* Required action: I need the number of lines in the following entries that hold the word "LinearPrice", and no other text.

━━ Information shown ━━

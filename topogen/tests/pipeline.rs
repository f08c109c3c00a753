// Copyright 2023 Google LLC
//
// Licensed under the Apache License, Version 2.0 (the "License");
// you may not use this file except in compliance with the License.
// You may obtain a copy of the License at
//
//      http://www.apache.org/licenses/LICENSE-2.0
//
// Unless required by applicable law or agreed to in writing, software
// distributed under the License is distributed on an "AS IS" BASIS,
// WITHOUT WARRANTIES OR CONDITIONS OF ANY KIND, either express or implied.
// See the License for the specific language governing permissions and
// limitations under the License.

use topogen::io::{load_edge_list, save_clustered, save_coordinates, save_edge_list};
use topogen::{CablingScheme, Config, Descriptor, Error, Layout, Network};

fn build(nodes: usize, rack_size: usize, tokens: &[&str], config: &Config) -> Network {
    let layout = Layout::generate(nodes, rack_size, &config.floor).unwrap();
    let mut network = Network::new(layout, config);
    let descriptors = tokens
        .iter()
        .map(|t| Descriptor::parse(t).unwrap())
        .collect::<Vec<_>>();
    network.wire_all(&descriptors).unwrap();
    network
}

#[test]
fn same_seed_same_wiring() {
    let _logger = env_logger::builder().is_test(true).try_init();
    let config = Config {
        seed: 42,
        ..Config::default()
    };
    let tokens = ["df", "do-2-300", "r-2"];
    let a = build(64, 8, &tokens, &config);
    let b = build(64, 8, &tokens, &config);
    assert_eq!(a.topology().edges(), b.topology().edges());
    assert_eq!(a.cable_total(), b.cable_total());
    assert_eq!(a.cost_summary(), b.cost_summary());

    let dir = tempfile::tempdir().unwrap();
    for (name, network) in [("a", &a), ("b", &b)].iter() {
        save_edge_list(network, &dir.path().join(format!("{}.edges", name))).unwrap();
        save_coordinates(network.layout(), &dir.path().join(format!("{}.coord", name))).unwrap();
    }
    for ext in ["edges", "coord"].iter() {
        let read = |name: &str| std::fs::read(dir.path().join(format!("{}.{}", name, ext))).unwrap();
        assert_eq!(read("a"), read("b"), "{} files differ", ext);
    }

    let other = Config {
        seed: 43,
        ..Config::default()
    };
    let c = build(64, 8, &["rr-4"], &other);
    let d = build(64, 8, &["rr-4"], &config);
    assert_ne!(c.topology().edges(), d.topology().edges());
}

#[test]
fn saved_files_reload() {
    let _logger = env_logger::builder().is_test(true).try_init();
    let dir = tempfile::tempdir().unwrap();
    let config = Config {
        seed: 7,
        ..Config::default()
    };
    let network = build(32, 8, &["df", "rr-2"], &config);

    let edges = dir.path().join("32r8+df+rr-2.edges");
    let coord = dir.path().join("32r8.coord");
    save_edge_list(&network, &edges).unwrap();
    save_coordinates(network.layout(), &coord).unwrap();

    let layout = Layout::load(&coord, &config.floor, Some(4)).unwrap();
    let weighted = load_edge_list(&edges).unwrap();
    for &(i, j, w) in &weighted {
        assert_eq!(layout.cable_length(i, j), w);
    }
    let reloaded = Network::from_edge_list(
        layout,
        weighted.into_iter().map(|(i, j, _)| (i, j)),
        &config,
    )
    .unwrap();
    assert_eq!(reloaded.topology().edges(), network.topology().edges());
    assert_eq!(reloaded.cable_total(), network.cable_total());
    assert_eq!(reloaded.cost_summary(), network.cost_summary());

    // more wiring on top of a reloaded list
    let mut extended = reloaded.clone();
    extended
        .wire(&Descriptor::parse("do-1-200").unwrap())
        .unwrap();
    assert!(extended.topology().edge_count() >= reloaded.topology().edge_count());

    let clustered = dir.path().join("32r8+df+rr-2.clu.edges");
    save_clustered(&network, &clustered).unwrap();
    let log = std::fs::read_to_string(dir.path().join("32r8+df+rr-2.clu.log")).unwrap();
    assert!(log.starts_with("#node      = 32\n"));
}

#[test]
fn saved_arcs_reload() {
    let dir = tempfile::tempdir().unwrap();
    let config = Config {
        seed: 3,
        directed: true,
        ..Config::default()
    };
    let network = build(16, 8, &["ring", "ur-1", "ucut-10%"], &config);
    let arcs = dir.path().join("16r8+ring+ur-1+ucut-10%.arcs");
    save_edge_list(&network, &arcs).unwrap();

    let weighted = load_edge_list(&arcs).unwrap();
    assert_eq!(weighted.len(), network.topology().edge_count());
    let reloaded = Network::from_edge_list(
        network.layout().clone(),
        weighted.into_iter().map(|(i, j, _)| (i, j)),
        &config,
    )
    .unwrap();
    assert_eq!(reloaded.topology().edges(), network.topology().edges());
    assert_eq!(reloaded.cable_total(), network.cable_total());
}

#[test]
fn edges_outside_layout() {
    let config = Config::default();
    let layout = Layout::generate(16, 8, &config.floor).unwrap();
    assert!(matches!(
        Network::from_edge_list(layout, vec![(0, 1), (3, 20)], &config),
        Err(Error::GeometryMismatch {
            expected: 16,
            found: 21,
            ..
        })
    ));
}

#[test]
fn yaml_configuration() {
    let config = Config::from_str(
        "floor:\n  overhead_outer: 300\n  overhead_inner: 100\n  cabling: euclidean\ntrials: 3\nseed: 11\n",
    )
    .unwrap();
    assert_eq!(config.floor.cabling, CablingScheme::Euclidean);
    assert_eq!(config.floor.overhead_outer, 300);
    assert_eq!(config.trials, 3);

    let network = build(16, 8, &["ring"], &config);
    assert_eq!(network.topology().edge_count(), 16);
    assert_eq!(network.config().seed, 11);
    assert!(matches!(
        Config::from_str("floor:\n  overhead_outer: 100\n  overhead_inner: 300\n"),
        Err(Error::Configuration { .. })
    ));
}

━━━
━━ Information shown ━━

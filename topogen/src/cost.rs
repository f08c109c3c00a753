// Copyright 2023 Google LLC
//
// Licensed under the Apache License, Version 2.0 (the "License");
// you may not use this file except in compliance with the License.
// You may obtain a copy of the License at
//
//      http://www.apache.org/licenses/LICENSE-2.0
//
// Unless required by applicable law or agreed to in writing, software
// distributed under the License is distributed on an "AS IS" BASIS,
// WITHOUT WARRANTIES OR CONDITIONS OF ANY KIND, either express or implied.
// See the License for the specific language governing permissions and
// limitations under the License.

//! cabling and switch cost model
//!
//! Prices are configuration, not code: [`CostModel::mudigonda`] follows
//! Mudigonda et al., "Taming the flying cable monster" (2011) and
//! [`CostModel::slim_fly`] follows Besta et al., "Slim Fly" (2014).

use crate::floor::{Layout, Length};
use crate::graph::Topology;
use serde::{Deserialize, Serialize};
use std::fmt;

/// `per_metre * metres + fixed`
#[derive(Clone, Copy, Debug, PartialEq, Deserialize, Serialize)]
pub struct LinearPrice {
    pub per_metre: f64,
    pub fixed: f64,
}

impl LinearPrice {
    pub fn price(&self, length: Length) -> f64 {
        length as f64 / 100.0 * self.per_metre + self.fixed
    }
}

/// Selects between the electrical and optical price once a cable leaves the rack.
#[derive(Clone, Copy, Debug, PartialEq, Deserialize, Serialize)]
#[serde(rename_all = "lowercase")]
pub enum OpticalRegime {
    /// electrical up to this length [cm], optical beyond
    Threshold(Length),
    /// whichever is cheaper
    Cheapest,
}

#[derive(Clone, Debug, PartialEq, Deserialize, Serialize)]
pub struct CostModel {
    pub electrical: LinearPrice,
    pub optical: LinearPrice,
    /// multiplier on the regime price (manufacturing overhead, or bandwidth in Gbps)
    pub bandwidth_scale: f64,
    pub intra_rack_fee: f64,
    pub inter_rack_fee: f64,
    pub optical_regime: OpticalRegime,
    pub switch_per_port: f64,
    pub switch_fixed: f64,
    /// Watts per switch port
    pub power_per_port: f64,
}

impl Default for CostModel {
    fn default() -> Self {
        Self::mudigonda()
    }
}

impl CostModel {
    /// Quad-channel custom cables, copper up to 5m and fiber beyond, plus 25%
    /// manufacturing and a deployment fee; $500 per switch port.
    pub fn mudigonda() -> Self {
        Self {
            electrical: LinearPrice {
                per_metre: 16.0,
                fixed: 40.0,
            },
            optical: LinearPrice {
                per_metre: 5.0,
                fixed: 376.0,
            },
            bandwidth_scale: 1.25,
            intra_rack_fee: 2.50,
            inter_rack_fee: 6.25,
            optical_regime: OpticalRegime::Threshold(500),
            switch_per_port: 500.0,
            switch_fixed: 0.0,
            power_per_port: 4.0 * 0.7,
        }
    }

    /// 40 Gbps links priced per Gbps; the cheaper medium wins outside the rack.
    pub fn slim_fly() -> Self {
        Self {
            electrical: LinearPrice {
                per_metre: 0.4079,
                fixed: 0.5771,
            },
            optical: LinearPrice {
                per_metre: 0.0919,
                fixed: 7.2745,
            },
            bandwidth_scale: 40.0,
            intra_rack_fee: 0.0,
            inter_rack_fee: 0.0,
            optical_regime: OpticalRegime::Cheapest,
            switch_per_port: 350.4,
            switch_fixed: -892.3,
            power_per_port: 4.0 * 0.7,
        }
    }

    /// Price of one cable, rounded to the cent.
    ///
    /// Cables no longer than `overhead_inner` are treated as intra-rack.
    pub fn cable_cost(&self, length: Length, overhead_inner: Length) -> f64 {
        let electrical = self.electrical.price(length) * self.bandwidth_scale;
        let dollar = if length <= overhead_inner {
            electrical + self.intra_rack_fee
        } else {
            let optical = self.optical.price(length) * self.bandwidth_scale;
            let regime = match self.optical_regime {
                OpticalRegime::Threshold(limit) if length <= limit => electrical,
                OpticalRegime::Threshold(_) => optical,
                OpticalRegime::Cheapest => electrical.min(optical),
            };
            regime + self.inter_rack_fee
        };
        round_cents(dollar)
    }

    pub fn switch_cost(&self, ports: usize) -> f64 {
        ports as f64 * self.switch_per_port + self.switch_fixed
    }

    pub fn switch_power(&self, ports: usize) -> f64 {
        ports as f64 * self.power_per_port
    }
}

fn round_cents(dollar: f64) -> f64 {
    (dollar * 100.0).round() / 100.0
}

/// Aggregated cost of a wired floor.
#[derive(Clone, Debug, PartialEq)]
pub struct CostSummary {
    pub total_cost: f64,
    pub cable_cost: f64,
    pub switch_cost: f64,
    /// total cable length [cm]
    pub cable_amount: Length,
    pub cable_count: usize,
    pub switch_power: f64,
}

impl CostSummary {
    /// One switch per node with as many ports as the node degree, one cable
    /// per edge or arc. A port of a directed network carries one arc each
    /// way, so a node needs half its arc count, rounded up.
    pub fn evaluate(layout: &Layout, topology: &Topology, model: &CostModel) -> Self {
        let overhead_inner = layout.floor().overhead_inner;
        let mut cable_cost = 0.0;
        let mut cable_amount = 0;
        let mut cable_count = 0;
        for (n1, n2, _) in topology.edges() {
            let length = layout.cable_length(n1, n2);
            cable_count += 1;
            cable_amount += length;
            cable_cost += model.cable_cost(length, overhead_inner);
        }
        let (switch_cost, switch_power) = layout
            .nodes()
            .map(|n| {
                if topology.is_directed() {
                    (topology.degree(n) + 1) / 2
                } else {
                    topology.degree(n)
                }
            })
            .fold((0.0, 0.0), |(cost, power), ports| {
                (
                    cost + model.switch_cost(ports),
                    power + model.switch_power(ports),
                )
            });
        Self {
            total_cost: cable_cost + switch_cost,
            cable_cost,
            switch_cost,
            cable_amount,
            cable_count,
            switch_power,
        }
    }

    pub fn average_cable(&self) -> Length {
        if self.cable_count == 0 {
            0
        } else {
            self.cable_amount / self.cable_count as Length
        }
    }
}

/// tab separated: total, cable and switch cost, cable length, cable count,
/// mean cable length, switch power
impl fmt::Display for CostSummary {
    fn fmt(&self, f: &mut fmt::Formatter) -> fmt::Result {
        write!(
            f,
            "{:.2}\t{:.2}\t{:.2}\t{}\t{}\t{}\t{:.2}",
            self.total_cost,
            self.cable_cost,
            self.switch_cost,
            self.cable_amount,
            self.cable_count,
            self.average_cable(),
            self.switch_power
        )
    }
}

━━━

* Your solution: 8